Known as the “test positivity rate,” that measure over a seven-day average is now higher in Mississippi than in any other state.
When Fox News asked President Donald Trump on July 19 about rising cases across the United States, he said, “If we tested half as much, those numbers would be down.”
During a press conference last week, Gov. Tate Reeves questioned the significance of the test positivity rate, saying, “I can go into virtually any community right now, and significantly reduce our test positivity rate by going and testing randomly throughout that community.”
Since July 1, when Mississippi’s positivity rate was 13 percent over a seven-day average, that number has doubled, peaking at 27 percent on Sunday.

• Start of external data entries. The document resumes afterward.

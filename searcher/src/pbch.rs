//! PBCH Extraction and Blind MIB Decode
//!
//! The PBCH occupies the first four OFDM symbols of the second slot of
//! frame 0, but frame 0 is not yet known: four frame-timing guesses are
//! tried, and for each guess the 1, 2 and 4 antenna-port hypotheses are
//! equalized, demodulated, dematched, Viterbi-decoded and checked against
//! the port-masked CRC. The first hypothesis that passes yields the MIB.

use crate::chan_est::chan_est;
use crate::constants::PBCH_K;
use crate::conv::{conv_decode, rate_dematch};
use crate::crc::{apply_port_mask, crc16_bits};
use crate::grid::Arr2;
use crate::pn::lte_pn;
use crate::rs_dl::RsDl;
use common::types::{CpType, DlBandwidth, Mib, PhichDuration, PhichResource, SyncInfo};
use num_complex::Complex64;
use num_traits::FromPrimitive;
use std::f64::consts::SQRT_2;
use tracing::debug;

/// Iterate the PBCH resource elements of four consecutive frames in
/// extraction order, calling `f(frame, symbol, subcarrier)`.
///
/// Positions that may carry a cell-specific reference signal are skipped:
/// subcarriers congruent to the cell identity modulo 3 in symbols 0 and 1,
/// and also symbol 3 under the extended prefix.
fn for_each_pbch_re<F: FnMut(usize, usize, usize)>(
    n_id_cell: u16,
    cp_type: CpType,
    mut f: F,
) {
    let v_shift_m3 = (n_id_cell % 3) as usize;
    let n_symb_dl = cp_type.n_symb_dl();
    for fr in 0..4 {
        for sym in 0..4 {
            for sc in 0..72 {
                if sc % 3 == v_shift_m3
                    && (sym == 0 || sym == 1 || (sym == 3 && n_symb_dl == 6))
                {
                    continue;
                }
                f(fr, sym, sc);
            }
        }
    }
}

/// Soft bits carried by one PBCH period
fn m_bit(cp_type: CpType) -> usize {
    match cp_type {
        CpType::Normal => 1920,
        CpType::Extended => 1728,
    }
}

/// Pull the PBCH symbols and their per-port channel estimates out of a grid
/// slice that starts at a frame boundary.
fn pbch_extract(
    sync: &SyncInfo,
    n_id_cell: u16,
    tfg: &Arr2<Complex64>,
    row_base: usize,
    ce: &[Arr2<Complex64>; 4],
) -> (Vec<Complex64>, Arr2<Complex64>) {
    let n_symb_dl = sync.cp_type.n_symb_dl();
    let n_re = m_bit(sync.cp_type) / 2;
    let mut pbch_sym = Vec::with_capacity(n_re);
    let mut pbch_ce: Arr2<Complex64> = Arr2::new(4, n_re);
    let mut idx = 0usize;
    for_each_pbch_re(n_id_cell, sync.cp_type, |fr, sym, sc| {
        let row = row_base + fr * 10 * 2 * n_symb_dl + n_symb_dl + sym;
        pbch_sym.push(tfg.at(row, sc));
        for port in 0..4 {
            *pbch_ce.at_mut(port, idx) = ce[port].at(row, sc);
        }
        idx += 1;
    });
    debug_assert_eq!(idx, n_re);
    (pbch_sym, pbch_ce)
}

/// Channel-compensate the PBCH symbols under a port-count hypothesis,
/// returning the estimated transmit symbols and their effective noise power.
fn equalize(
    pbch_sym: &[Complex64],
    pbch_ce: &Arr2<Complex64>,
    np_v: &[f64; 4],
    n_ports: u8,
) -> (Vec<Complex64>, Vec<f64>) {
    let n = pbch_sym.len();
    let mut syms = vec![Complex64::default(); n];
    let mut np = vec![0.0f64; n];
    if n_ports == 1 {
        for t in 0..n {
            let h = pbch_ce.at(0, t);
            let gain = h.conj() / h.norm_sqr();
            syms[t] = pbch_sym[t] * gain;
            np[t] = np_v[0] * gain.norm_sqr();
        }
        return (syms, np);
    }

    // Space-frequency block code: zero-forcing over symbol pairs
    for t in (0..n).step_by(2) {
        let (h1, h2, np_temp) = if n_ports == 2 {
            (
                (pbch_ce.at(0, t) + pbch_ce.at(0, t + 1)) / 2.0,
                (pbch_ce.at(1, t) + pbch_ce.at(1, t + 1)) / 2.0,
                (np_v[0] + np_v[1]) / 2.0,
            )
        } else if t % 4 == 0 {
            (
                (pbch_ce.at(0, t) + pbch_ce.at(0, t + 1)) / 2.0,
                (pbch_ce.at(2, t) + pbch_ce.at(2, t + 1)) / 2.0,
                (np_v[0] + np_v[2]) / 2.0,
            )
        } else {
            (
                (pbch_ce.at(1, t) + pbch_ce.at(1, t + 1)) / 2.0,
                (pbch_ce.at(3, t) + pbch_ce.at(3, t + 1)) / 2.0,
                (np_v[1] + np_v[3]) / 2.0,
            )
        };
        let x1 = pbch_sym[t];
        let x2 = pbch_sym[t + 1];
        let scale = h1.norm_sqr() + h2.norm_sqr();
        syms[t] = (h1.conj() * x1 + h2 * x2.conj()) / scale;
        syms[t + 1] = ((-h2.conj() * x1 + h1 * x2.conj()) / scale).conj();
        np[t] = (h1.norm() / scale).powi(2) * np_temp + (h2.norm() / scale).powi(2) * np_temp;
        np[t + 1] = np[t];
    }
    // The transmit-diversity precoder costs 3 dB per symbol
    for s in syms.iter_mut() {
        *s *= SQRT_2;
    }
    (syms, np)
}

/// QPSK soft demodulation; positive means bit 1. Non-finite values (from a
/// degenerate channel estimate) are neutralized instead of propagated.
fn demodulate(syms: &[Complex64], np: &[f64]) -> Vec<f64> {
    let mut e = Vec::with_capacity(syms.len() * 2);
    for (s, &n) in syms.iter().zip(np.iter()) {
        for v in [-2.0 * SQRT_2 * s.re / n, -2.0 * SQRT_2 * s.im / n] {
            e.push(if v.is_finite() { v } else { 0.0 });
        }
    }
    e
}

/// Unpack a decoded 24-bit MIB payload
fn unpack_mib(bits: &[u8], n_ports: u8, frame_timing_guess: usize) -> Option<Mib> {
    let bandwidth = DlBandwidth::from_u8(bits[0] * 4 + bits[1] * 2 + bits[2])?;
    let phich_duration = if bits[3] == 1 {
        PhichDuration::Extended
    } else {
        PhichDuration::Normal
    };
    let phich_resource = PhichResource::from_u8(bits[4] * 2 + bits[5])?;
    let mut sfn_high = 0u16;
    for &b in &bits[6..14] {
        sfn_high = (sfn_high << 1) | b as u16;
    }
    let sfn = ((sfn_high as i32) * 4 - frame_timing_guess as i32).rem_euclid(1024) as u16;
    Some(Mib {
        n_ports,
        bandwidth,
        phich_duration,
        phich_resource,
        sfn,
    })
}

/// Blindly decode the MIB from a corrected time/frequency grid.
///
/// Channel estimates are produced for all four port hypotheses up front;
/// the frame-timing and port-count hypotheses are then scanned until a CRC
/// match. Returns `None` when every combination fails.
pub fn decode_mib(
    sync: &SyncInfo,
    n_id_cell: u16,
    tfg: &Arr2<Complex64>,
    rs_dl: &RsDl,
) -> Option<Mib> {
    let n_symb_dl = sync.cp_type.n_symb_dl();

    let mut ce = Vec::with_capacity(4);
    let mut np_v = [0.0f64; 4];
    for port in 0..4 {
        let (ce_port, np) = chan_est(sync, rs_dl, tfg, port);
        ce.push(ce_port);
        np_v[port] = np;
    }
    let ce: [Arr2<Complex64>; 4] = match ce.try_into() {
        Ok(a) => a,
        Err(_) => return None,
    };

    let scr = lte_pn(n_id_cell as u32, m_bit(sync.cp_type));
    for frame_timing_guess in 0..4usize {
        let row_base = frame_timing_guess * 10 * 2 * n_symb_dl;
        let (pbch_sym, pbch_ce) = pbch_extract(sync, n_id_cell, tfg, row_base, &ce);

        for n_ports in [1u8, 2, 4] {
            let (syms, np) = equalize(&pbch_sym, &pbch_ce, &np_v, n_ports);
            let mut e_est = demodulate(&syms, &np);
            for (v, &s) in e_est.iter_mut().zip(scr.iter()) {
                if s == 1 {
                    *v = -*v;
                }
            }
            let d_est = rate_dematch(&e_est, PBCH_K);
            let c_est = conv_decode(&d_est);

            let mut crc = crc16_bits(&c_est[..24]);
            apply_port_mask(&mut crc, n_ports);
            if crc == c_est[24..PBCH_K] {
                debug!(
                    "MIB hit: guess {} ports {}",
                    frame_timing_guess, n_ports
                );
                if let Some(mib) = unpack_mib(&c_est[..24], n_ports, frame_timing_guess) {
                    return Some(mib);
                }
            }
        }
    }
    None
}

/// Assemble the 24 MIB payload bits. Shared by the decoder's tests and the
/// synthesis fixtures.
pub fn pack_mib_bits(mib: &Mib) -> [u8; 24] {
    let mut bits = [0u8; 24];
    let bw = mib.bandwidth as u8;
    bits[0] = (bw >> 2) & 1;
    bits[1] = (bw >> 1) & 1;
    bits[2] = bw & 1;
    bits[3] = (mib.phich_duration == PhichDuration::Extended) as u8;
    let res = mib.phich_resource as u8;
    bits[4] = (res >> 1) & 1;
    bits[5] = res & 1;
    let sfn_high = mib.sfn >> 2;
    for i in 0..8 {
        bits[6 + i] = ((sfn_high >> (7 - i)) & 1) as u8;
    }
    bits
}
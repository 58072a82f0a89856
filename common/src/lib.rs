//! Shared Types for the LTE Cell Scanner
//!
//! Defines the cell record produced by the acquisition pipeline and the
//! numeric helpers used throughout the workspace.

pub mod types;
pub mod utils;

/// LTE reference sample rate, Hz. All capture-rate math in the workspace is
/// expressed relative to FS_LTE/16 = 1.92 Msps.
pub const FS_LTE: f64 = 30.72e6;

/// Number of complex samples one acquisition consumes (~80 ms at FS_LTE/16)
pub const CAPLENGTH: usize = 153_600;
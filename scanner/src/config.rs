//! YAML Parameter Overrides
//!
//! An optional configuration file tweaks the acquisition parameters without
//! touching the command line. Every field defaults to the built-in value,
//! so a partial file is fine.

use searcher::SearcherConfig;
use serde::{Deserialize, Serialize};

/// Scanner configuration file
#[derive(Debug, Clone, Default, Deserialize, Serialize)]
pub struct ScanConfig {
    /// Acquisition parameters
    #[serde(default)]
    pub searcher: SearcherOverrides,
}

/// Overridable subset of [`SearcherConfig`]
#[derive(Debug, Clone, Deserialize, Serialize)]
#[serde(default)]
pub struct SearcherOverrides {
    pub ds_comb_arm: usize,
    pub thresh1_n_sigma: f64,
    pub thresh2_n_sigma: f64,
    pub sampling_carrier_twist: bool,
    /// Frequency search half-span in Hz
    pub search_span: f64,
    /// Frequency search step in Hz
    pub search_step: f64,
}

impl Default for SearcherOverrides {
    fn default() -> Self {
        Self {
            ds_comb_arm: 2,
            thresh1_n_sigma: 9.0,
            thresh2_n_sigma: 9.0,
            sampling_carrier_twist: true,
            search_span: 100e3,
            search_step: 5e3,
        }
    }
}

impl ScanConfig {
    /// Load the configuration from a YAML file
    pub fn from_yaml_file(path: &str) -> anyhow::Result<Self> {
        let contents = std::fs::read_to_string(path)?;
        Ok(serde_yaml::from_str(&contents)?)
    }

    /// Materialize the acquisition parameters
    pub fn searcher_config(&self) -> SearcherConfig {
        let o = &self.searcher;
        let n = (o.search_span / o.search_step).round() as i64;
        SearcherConfig {
            f_search_set: (-n..=n).map(|k| k as f64 * o.search_step).collect(),
            ds_comb_arm: o.ds_comb_arm,
            thresh1_n_sigma: o.thresh1_n_sigma,
            thresh2_n_sigma: o.thresh2_n_sigma,
            sampling_carrier_twist: o.sampling_carrier_twist,
            k_factor: 1.0,
        }
    }
}

#[cfg(test)]
mod tests {
    use super::*;

    #[test]
    fn test_default_config_matches_builtin_search_set() {
        let config = ScanConfig::default().searcher_config();
        assert_eq!(config.f_search_set, searcher::default_f_search_set());
        assert_eq!(config.ds_comb_arm, 2);
        assert!(config.sampling_carrier_twist);
    }

    #[test]
    fn test_partial_yaml_overrides() {
        let yaml = "searcher:\n  search_span: 50000.0\n  thresh1_n_sigma: 7.5\n";
        let config: ScanConfig = serde_yaml::from_str(yaml).unwrap();
        let sc = config.searcher_config();
        assert_eq!(sc.thresh1_n_sigma, 7.5);
        assert_eq!(sc.thresh2_n_sigma, 9.0);
        assert_eq!(sc.f_search_set.len(), 21);
        assert_eq!(sc.f_search_set[0], -50e3);
    }
}
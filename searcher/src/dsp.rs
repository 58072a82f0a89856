//! Shared DSP Primitives
//!
//! Frequency shifting, the 128-point DFT used everywhere in the pipeline,
//! and a handful of small vector helpers.

use crate::constants::{N_FFT, N_SC_SYNC};
use num_complex::Complex64;
use rustfft::{Fft, FftPlanner};
use std::f64::consts::PI;
use std::sync::Arc;

/// Multiply a sequence by a complex exponential of frequency `f` Hz at
/// sample rate `fs`, phase zero at the first sample.
pub fn fshift(x: &[Complex64], f: f64, fs: f64) -> Vec<Complex64> {
    let step = 2.0 * PI * f / fs;
    x.iter()
        .enumerate()
        .map(|(n, &v)| v * Complex64::from_polar(1.0, step * n as f64))
        .collect()
}

/// In-place variant of [`fshift`]
pub fn fshift_inplace(x: &mut [Complex64], f: f64, fs: f64) {
    let step = 2.0 * PI * f / fs;
    for (n, v) in x.iter_mut().enumerate() {
        *v *= Complex64::from_polar(1.0, step * n as f64);
    }
}

/// Cached unnormalised forward 128-point DFT
pub struct Dft128 {
    fft: Arc<dyn Fft<f64>>,
}

impl Default for Dft128 {
    fn default() -> Self {
        Self::new()
    }
}

impl Dft128 {
    pub fn new() -> Self {
        let mut planner = FftPlanner::new();
        Self {
            fft: planner.plan_fft_forward(N_FFT),
        }
    }

    /// Transform exactly 128 samples
    pub fn run(&self, input: &[Complex64]) -> Vec<Complex64> {
        debug_assert_eq!(input.len(), N_FFT);
        let mut buf = input.to_vec();
        self.fft.process(&mut buf);
        buf
    }
}

/// Unnormalised inverse 128-point DFT scaled by 1/N, the exact inverse of
/// [`Dft128::run`]. Used by the ROM template construction and the tests.
pub fn idft128(spectrum: &[Complex64]) -> Vec<Complex64> {
    debug_assert_eq!(spectrum.len(), N_FFT);
    let mut planner = FftPlanner::new();
    let ifft = planner.plan_fft_inverse(N_FFT);
    let mut buf = spectrum.to_vec();
    ifft.process(&mut buf);
    for v in buf.iter_mut() {
        *v /= N_FFT as f64;
    }
    buf
}

/// Average power of a sequence
pub fn sigpower(x: &[Complex64]) -> f64 {
    if x.is_empty() {
        return 0.0;
    }
    x.iter().map(|v| v.norm_sqr()).sum::<f64>() / x.len() as f64
}

/// Circularly shift a vector right by `n` positions
pub fn tshift_right<T: Copy>(x: &mut [T], n: usize) {
    let len = x.len();
    if len > 0 {
        x.rotate_right(n % len);
    }
}

/// Frequency-shift a 128-sample window, undo a two-sample-early DFT
/// placement by circular rotation, transform, and keep the 62 sync
/// subcarriers `[-31..-1, 1..31]`.
///
/// The two-sample rotation pairs with the convention that sync DFTs are
/// taken two samples inside the cyclic prefix.
pub fn extract_psss(
    window: &[Complex64],
    foc_freq: f64,
    k_factor: f64,
    fs_programmed: f64,
    dft: &Dft128,
) -> Vec<Complex64> {
    let mut shifted = fshift(window, foc_freq, fs_programmed * k_factor);
    shifted.rotate_left(2);
    let spectrum = dft.run(&shifted);
    let mut out = Vec::with_capacity(N_SC_SYNC);
    out.extend_from_slice(&spectrum[N_FFT - 31..]);
    out.extend_from_slice(&spectrum[1..32]);
    out
}

/// Linear interpolation of complex samples `(xs, ys)` onto integer points
/// `0..n`. The sample abscissae must be strictly increasing and span the
/// evaluation range.
pub fn interp1(xs: &[f64], ys: &[Complex64], n: usize) -> Vec<Complex64> {
    debug_assert_eq!(xs.len(), ys.len());
    debug_assert!(xs.len() >= 2);
    let mut out = Vec::with_capacity(n);
    let mut seg = 0usize;
    for i in 0..n {
        let x = i as f64;
        while seg + 2 < xs.len() && x > xs[seg + 1] {
            seg += 1;
        }
        let (x0, x1) = (xs[seg], xs[seg + 1]);
        let t = (x - x0) / (x1 - x0);
        out.push(ys[seg] * (1.0 - t) + ys[seg + 1] * t);
    }
    out
}
//! Cell Record and Frame-Structure Types
//!
//! The `Cell` record is built up in stages: the PSS search fills in identity
//! and coarse timing, the SSS stage adds the sync parameters, the fine and
//! super-fine frequency estimators add their offsets, and the blind MIB
//! decode adds the broadcast configuration. Fields a stage did not reach are
//! absent.

use num_derive::{FromPrimitive, ToPrimitive};
use serde::{Deserialize, Serialize};

/// Cyclic prefix type
#[derive(Debug, Clone, Copy, PartialEq, Eq, Serialize, Deserialize)]
pub enum CpType {
    Normal,
    Extended,
}

impl CpType {
    /// Downlink OFDM symbols per slot
    pub fn n_symb_dl(&self) -> usize {
        match self {
            CpType::Normal => 7,
            CpType::Extended => 6,
        }
    }

    /// Cyclic prefix length in samples at the 1.92 Msps rate.
    /// Normal CP slots start with one long prefix followed by six short ones.
    pub fn cp_len(&self, sym_num: usize) -> usize {
        match self {
            CpType::Normal => {
                if sym_num == 0 {
                    10
                } else {
                    9
                }
            }
            CpType::Extended => 32,
        }
    }
}

/// Duplex mode
#[derive(Debug, Clone, Copy, PartialEq, Eq, Serialize, Deserialize)]
pub enum DuplexMode {
    /// Frequency Division Duplex
    Fdd,
    /// Time Division Duplex
    Tdd,
}

/// Downlink bandwidth as signalled by the 3-bit MIB field
#[derive(Debug, Clone, Copy, PartialEq, Eq, FromPrimitive, ToPrimitive, Serialize, Deserialize)]
pub enum DlBandwidth {
    Rb6 = 0,
    Rb15 = 1,
    Rb25 = 2,
    Rb50 = 3,
    Rb75 = 4,
    Rb100 = 5,
}

impl DlBandwidth {
    /// Number of downlink resource blocks
    pub fn n_rb_dl(&self) -> u16 {
        match self {
            DlBandwidth::Rb6 => 6,
            DlBandwidth::Rb15 => 15,
            DlBandwidth::Rb25 => 25,
            DlBandwidth::Rb50 => 50,
            DlBandwidth::Rb75 => 75,
            DlBandwidth::Rb100 => 100,
        }
    }
}

/// PHICH duration (1-bit MIB field)
#[derive(Debug, Clone, Copy, PartialEq, Eq, Serialize, Deserialize)]
pub enum PhichDuration {
    Normal,
    Extended,
}

/// PHICH resource (2-bit MIB field)
#[derive(Debug, Clone, Copy, PartialEq, Eq, FromPrimitive, ToPrimitive, Serialize, Deserialize)]
pub enum PhichResource {
    OneSixth = 0,
    Half = 1,
    One = 2,
    Two = 3,
}

impl PhichResource {
    /// The Ng ratio carried by this field
    pub fn ratio(&self) -> f64 {
        match self {
            PhichResource::OneSixth => 1.0 / 6.0,
            PhichResource::Half => 0.5,
            PhichResource::One => 1.0,
            PhichResource::Two => 2.0,
        }
    }
}

/// Synchronization parameters recovered by the SSS maximum-likelihood stage.
/// Present only when the winning likelihood passed the sigma gate.
#[derive(Debug, Clone, Copy, PartialEq, Serialize, Deserialize)]
pub struct SyncInfo {
    /// Cell identity group, 0..=167
    pub n_id_1: u16,
    pub cp_type: CpType,
    pub duplex_mode: DuplexMode,
    /// Start of the frame CP, fractional capture-buffer sample index
    pub frame_start: f64,
}

/// Master Information Block contents recovered by the blind PBCH decode
#[derive(Debug, Clone, Copy, PartialEq, Eq, Serialize, Deserialize)]
pub struct Mib {
    /// Number of cell-specific reference signal ports, one of 1, 2, 4
    pub n_ports: u8,
    pub bandwidth: DlBandwidth,
    pub phich_duration: PhichDuration,
    pub phich_resource: PhichResource,
    /// System frame number of the frame at `frame_start`, 0..=1023
    pub sfn: u16,
}

/// One detected (or candidate) downlink cell.
///
/// `fc_requested`/`fc_programmed` come from the capture; the PSS peak search
/// fills `n_id_2`, `ind`, `freq` and `pss_pow`; everything later is optional.
#[derive(Debug, Clone, PartialEq, Serialize, Deserialize)]
pub struct Cell {
    /// Center frequency requested from the tuner, Hz
    pub fc_requested: f64,
    /// Center frequency the tuner actually programmed, Hz
    pub fc_programmed: f64,
    /// PSS sequence index, 0..=2
    pub n_id_2: u8,
    /// PSS peak sample index modulo 9600
    pub ind: usize,
    /// Coarse frequency offset from the search set, Hz
    pub freq: f64,
    /// Raw peak correlation power
    pub pss_pow: f64,
    /// Fine frequency offset from the PSS/SSS comparison, Hz
    pub freq_fine: Option<f64>,
    /// Super-fine frequency offset from the reference-signal FOE, Hz
    pub freq_superfine: Option<f64>,
    pub sync: Option<SyncInfo>,
    pub mib: Option<Mib>,
}

impl Cell {
    /// Create a candidate cell as emitted by the PSS peak search
    pub fn new(
        fc_requested: f64,
        fc_programmed: f64,
        n_id_2: u8,
        ind: usize,
        freq: f64,
        pss_pow: f64,
    ) -> Self {
        Self {
            fc_requested,
            fc_programmed,
            n_id_2,
            ind,
            freq,
            pss_pow,
            freq_fine: None,
            freq_superfine: None,
            sync: None,
            mib: None,
        }
    }

    /// Physical cell identity, available once the SSS stage has run
    pub fn n_id_cell(&self) -> Option<u16> {
        self.sync
            .as_ref()
            .map(|s| 3 * s.n_id_1 + self.n_id_2 as u16)
    }

    /// Best frequency-offset estimate available so far, Hz
    pub fn frequency_offset(&self) -> f64 {
        self.freq_superfine.or(self.freq_fine).unwrap_or(self.freq)
    }

    /// True downlink center frequency implied by the current offset estimate
    pub fn fc_true(&self) -> f64 {
        self.fc_requested - self.frequency_offset()
    }

    /// Clock-error ratio implied by the current offset estimate
    pub fn k_factor(&self) -> f64 {
        (self.fc_requested - self.frequency_offset()) / self.fc_programmed
    }
}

Because daily new test totals vary greatly — just this week ranging from 3,000 one day to 10,000 another day in Mississippi — public health experts look toward seven-day averages for easier-to-read trends.
Mississippi now leads all states in that measure, according to data from the COVID Tracking Project analyzed by a group of public health experts on the website COVIDExitStrategy.org.
The analysis, last updated Tuesday, has Mississippi’s seven-day average at 23 percent; Arizona is second with an average rate of 21 percent, and every other state is under 20 percent.
Framed in another way, Mississippi’s total test positivity rate — the number of all positive cases divided by all tests since March — has reached new peaks in 11 out of the last 12 days, now at 12 percent.
As seen in the chart above, there is some correlation between new tests and new cases; but new cases have increased more steadily since June, whereas new tests vary greatly, even over a seven-day average.